== Problem statement ==
The only acceptable reply is the number of lines in the material below that hold "declared".

:::

//! Content-type handling for uploaded thumbnails.
//!
//! Derives file extensions from declared MIME types and checks declared
//! types against an allow-list before anything touches storage.

use uuid::Uuid;

use crate::error::CoreError;

// ---------------------------------------------------------------------------
// Constants
// ---------------------------------------------------------------------------

/// Maximum accepted multipart body for a thumbnail upload (10 MiB).
pub const MAX_THUMBNAIL_UPLOAD_BYTES: usize = 10 * 1024 * 1024;

/// Multipart field carrying the thumbnail file.
pub const THUMBNAIL_FIELD: &str = "thumbnail";

/// Content types accepted when no allow-list is configured.
pub const DEFAULT_THUMBNAIL_TYPES: &[&str] = &["image/png", "image/jpeg", "image/gif", "image/webp"];

// ---------------------------------------------------------------------------
// Extension derivation
// ---------------------------------------------------------------------------

/// Return the part of `content_type` after its last `/`.
///
/// `image/png` yields `png`. A value without `/` is returned unchanged, so
/// callers that build paths from the result must validate the input first
/// (see [`validate_thumbnail_content_type`]).
pub fn extension_of(content_type: &str) -> &str {
    content_type
        .rsplit_once('/')
        .map(|(_, subtype)| subtype)
        .unwrap_or(content_type)
}

/// File name for a video's stored thumbnail: `<video_id>.<extension>`.
pub fn asset_file_name(video_id: Uuid, extension: &str) -> String {
    format!("{video_id}.{extension}")
}

// ---------------------------------------------------------------------------
// Validation
// ---------------------------------------------------------------------------

/// Strip parameters and normalize case (`Image/PNG; q=1` -> `image/png`).
pub fn normalize_media_type(content_type: &str) -> String {
    content_type
        .split(';')
        .next()
        .unwrap_or(content_type)
        .trim()
        .to_ascii_lowercase()
}

/// Check a declared thumbnail content type against `allowed`.
///
/// Returns the normalized media type on success.
pub fn validate_thumbnail_content_type(
    content_type: &str,
    allowed: &[String],
) -> Result<String, CoreError> {
    let normalized = normalize_media_type(content_type);
    if normalized.is_empty() {
        return Err(CoreError::Validation(
            "Thumbnail is missing a Content-Type".into(),
        ));
    }
    if !allowed.iter().any(|ct| ct.eq_ignore_ascii_case(&normalized)) {
        return Err(CoreError::Validation(format!(
            "Unsupported thumbnail type '{normalized}'. Allowed: {}",
            allowed.join(", ")
        )));
    }
    Ok(normalized)
}

/// Parse a comma-separated allow-list, falling back to
/// [`DEFAULT_THUMBNAIL_TYPES`] when the list is empty.
pub fn parse_allowed_types(raw: &str) -> Vec<String> {
    let parsed: Vec<String> = raw
        .split(',')
        .map(normalize_media_type)
        .filter(|s| !s.is_empty())
        .collect();

    if parsed.is_empty() {
        DEFAULT_THUMBNAIL_TYPES.iter().map(|s| s.to_string()).collect()
    } else {
        parsed
    }
}
//! Video persistence for Tubely.
//!
//! [`repositories::VideoRepo`] holds the SQL; [`store::VideoStore`] is the
//! narrow interface the API depends on, with a Postgres and an in-memory
//! implementation.

pub mod models;
pub mod repositories;
pub mod store;

use sqlx::postgres::PgPoolOptions;

pub use store::{MemoryVideoStore, PgVideoStore, StoreError, VideoStore};

pub type DbPool = sqlx::PgPool;

/// Create a connection pool from a database URL.
pub async fn create_pool(database_url: &str) -> Result<DbPool, sqlx::Error> {
    PgPoolOptions::new()
        .max_connections(20)
        .connect(database_url)
        .await
}

/// Round-trip a trivial query to confirm the database is reachable.
pub async fn health_check(pool: &DbPool) -> Result<(), sqlx::Error> {
    sqlx::query("SELECT 1").execute(pool).await?;
    Ok(())
}
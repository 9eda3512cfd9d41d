use axum::http::StatusCode;
use axum::response::{IntoResponse, Response};
use serde_json::json;
use tubely_core::error::CoreError;
use tubely_db::StoreError;
use tubely_storage::StorageError;

/// Application-level error type for HTTP handlers.
///
/// Wraps [`CoreError`] for domain errors and adds HTTP-specific variants.
/// Implements [`IntoResponse`] to produce consistent JSON error responses.
#[derive(Debug, thiserror::Error)]
pub enum AppError {
    /// A domain-level error from `tubely_core`.
    #[error(transparent)]
    Core(#[from] CoreError),

    /// A bad request with a human-readable message.
    #[error("Bad request: {0}")]
    BadRequest(String),

    /// An internal failure. The message is shown to the client, so it must
    /// not carry error details; log those where the error is raised.
    #[error("Internal error: {0}")]
    InternalError(String),

    /// A thumbnail storage failure. Only `context` reaches the client.
    #[error("{context}: {source}")]
    Storage {
        context: &'static str,
        #[source]
        source: StorageError,
    },

    /// A video store failure. Only `context` reaches the client.
    #[error("{context}: {source}")]
    Store {
        context: &'static str,
        #[source]
        source: StoreError,
    },
}

/// Convenience type alias for handler return values.
pub type AppResult<T> = Result<T, AppError>;

impl IntoResponse for AppError {
    fn into_response(self) -> Response {
        let (status, code, message) = match &self {
            // --- CoreError variants ---
            AppError::Core(core) => match core {
                CoreError::NotFound { entity, id } => (
                    StatusCode::NOT_FOUND,
                    "NOT_FOUND",
                    format!("{entity} with id {id} not found"),
                ),
                CoreError::Validation(msg) => {
                    (StatusCode::BAD_REQUEST, "VALIDATION_ERROR", msg.clone())
                }
                CoreError::Unauthorized(msg) => {
                    (StatusCode::UNAUTHORIZED, "UNAUTHORIZED", msg.clone())
                }
            },

            // --- HTTP-specific errors ---
            AppError::BadRequest(msg) => (StatusCode::BAD_REQUEST, "BAD_REQUEST", msg.clone()),
            AppError::InternalError(msg) => {
                tracing::error!(error = %msg, "Internal error");
                (
                    StatusCode::INTERNAL_SERVER_ERROR,
                    "INTERNAL_ERROR",
                    msg.clone(),
                )
            }

            // --- Infrastructure errors ---
            AppError::Storage { context, source } => {
                tracing::error!(error = %source, "{context}");
                (
                    StatusCode::INTERNAL_SERVER_ERROR,
                    "STORAGE_ERROR",
                    context.to_string(),
                )
            }
            AppError::Store { context, source } => {
                tracing::error!(error = %source, "{context}");
                (
                    StatusCode::INTERNAL_SERVER_ERROR,
                    "DATABASE_ERROR",
                    context.to_string(),
                )
            }
        };

        let body = json!({
            "error": message,
            "code": code,
        });

        (status, axum::Json(body)).into_response()
    }
}
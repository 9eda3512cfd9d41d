use std::net::SocketAddr;
use std::sync::Arc;

use tracing_subscriber::{layer::SubscriberExt, util::SubscriberInitExt};

use tubely_api::config::ServerConfig;
use tubely_api::router::build_app_router;
use tubely_api::state::AppState;
use tubely_db::PgVideoStore;

#[tokio::main]
async fn main() {
    dotenvy::dotenv().ok();

    // --- Tracing ---
    tracing_subscriber::registry()
        .with(
            tracing_subscriber::EnvFilter::try_from_default_env()
                .unwrap_or_else(|_| "tubely_api=debug,tubely_storage=debug,tower_http=debug".into()),
        )
        .with(tracing_subscriber::fmt::layer())
        .init();

    // --- Configuration ---
    let config = ServerConfig::from_env();
    tracing::info!(
        host = %config.host,
        port = %config.port,
        thumbnail_storage = config.storage.kind.label(),
        assets_root = %config.storage.assets_root.display(),
        "Loaded server configuration"
    );

    // --- Database ---
    let database_url = std::env::var("DATABASE_URL").expect("DATABASE_URL must be set");

    let pool = tubely_db::create_pool(&database_url)
        .await
        .expect("Failed to connect to database");
    tracing::info!("Database connection pool created");

    tubely_db::health_check(&pool)
        .await
        .expect("Database health check failed");
    tracing::info!("Database health check passed");

    // --- Thumbnail storage ---
    let thumbnails = tubely_storage::create_thumbnail_store(
        config.storage.kind,
        &config.storage.assets_root,
        &config.assets_base_url(),
    )
    .await
    .expect("Failed to initialize thumbnail storage");

    // --- App state ---
    let state = AppState {
        config: Arc::new(config.clone()),
        videos: Arc::new(PgVideoStore::new(pool)),
        thumbnails,
    };

    let app = build_app_router(state, &config);

    // --- Start server ---
    let addr = SocketAddr::new(
        config.host.parse().expect("Invalid HOST address"),
        config.port,
    );
    tracing::info!(%addr, "Starting server");

    let listener = tokio::net::TcpListener::bind(addr)
        .await
        .expect("Failed to bind to address");

    axum::serve(listener, app)
        .with_graceful_shutdown(shutdown_signal())
        .await
        .expect("Server error");

    tracing::info!("Graceful shutdown complete");
}

/// Wait for SIGINT (Ctrl-C) or, on Unix, SIGTERM.
async fn shutdown_signal() {
    let ctrl_c = async {
        tokio::signal::ctrl_c()
            .await
            .expect("Failed to install Ctrl-C handler");
    };

    #[cfg(unix)]
    let terminate = async {
        tokio::signal::unix::signal(tokio::signal::unix::SignalKind::terminate())
            .expect("Failed to install SIGTERM handler")
            .recv()
            .await;
    };

    #[cfg(not(unix))]
    let terminate = std::future::pending::<()>();

    tokio::select! {
        () = ctrl_c => {
            tracing::info!("Received SIGINT (Ctrl-C), starting graceful shutdown");
        }
        () = terminate => {
            tracing::info!("Received SIGTERM, starting graceful shutdown");
        }
    }
}
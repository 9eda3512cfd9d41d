//! Authentication primitives.
//!
//! - [`jwt`] -- JWT access-token generation and validation.

pub mod jwt;
//! Request extractors that enforce authentication.
//!
//! - [`auth::AuthUser`] -- Extracts the authenticated user from a JWT Bearer token.

pub mod auth;
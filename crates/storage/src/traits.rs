//! Storage abstraction trait.

use async_trait::async_trait;
use thiserror::Error;
use tubely_core::storage::ThumbnailStorageKind;
use uuid::Uuid;

/// Storage operation errors
#[derive(Debug, Error)]
pub enum StorageError {
    #[error("Upload failed: {0}")]
    UploadFailed(String),

    #[error("Delete failed: {0}")]
    DeleteFailed(String),

    #[error("Encoding failed: {0}")]
    EncodingFailed(String),

    #[error("Invalid storage key: {0}")]
    InvalidKey(String),

    #[error("IO error: {0}")]
    IoError(#[from] std::io::Error),

    #[error("Configuration error: {0}")]
    ConfigError(String),
}

/// Result type for storage operations
pub type StorageResult<T> = Result<T, StorageError>;

/// A place uploaded thumbnails can be persisted.
///
/// The upload handler holds one of these as `Arc<dyn ThumbnailStore>` and
/// never branches on the concrete strategy.
#[async_trait]
pub trait ThumbnailStore: Send + Sync {
    /// Persist `data` as the thumbnail of `video_id` and return the reference
    /// to record on the video.
    ///
    /// `content_type` must already be validated against the allow-list.
    async fn store(&self, video_id: Uuid, content_type: &str, data: Vec<u8>)
        -> StorageResult<String>;

    /// Undo a previous [`store`](Self::store) whose reference never made it
    /// onto the video record. Discarding something already gone is not an
    /// error.
    async fn discard(&self, video_id: Uuid, reference: &str) -> StorageResult<()>;

    fn kind(&self) -> ThumbnailStorageKind;
}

:::

== Answer below ==
2